# Activity
Could you write out the records below exactly as they appear?

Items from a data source
****
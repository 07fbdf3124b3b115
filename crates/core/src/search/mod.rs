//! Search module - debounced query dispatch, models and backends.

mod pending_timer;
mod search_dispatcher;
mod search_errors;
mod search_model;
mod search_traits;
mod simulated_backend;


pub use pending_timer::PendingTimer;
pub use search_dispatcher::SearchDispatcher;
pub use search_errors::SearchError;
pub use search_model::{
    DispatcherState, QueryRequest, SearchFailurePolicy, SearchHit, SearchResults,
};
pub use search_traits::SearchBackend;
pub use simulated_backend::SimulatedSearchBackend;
****
# Reply to the exercise
repository 07fbdf3124b3b115
filename crates/core/src/search/mod.rs
//! Search module - debounced query dispatch, models and backends.

mod pending_timer;
mod search_dispatcher;
mod search_errors;
mod search_model;
mod search_traits;
mod simulated_backend;


pub use pending_timer::PendingTimer;
pub use search_dispatcher::SearchDispatcher;
pub use search_errors::SearchError;
pub use search_model::{
    DispatcherState, QueryRequest, SearchFailurePolicy, SearchHit, SearchResults,
};
pub use search_traits::SearchBackend;
pub use simulated_backend::SimulatedSearchBackend;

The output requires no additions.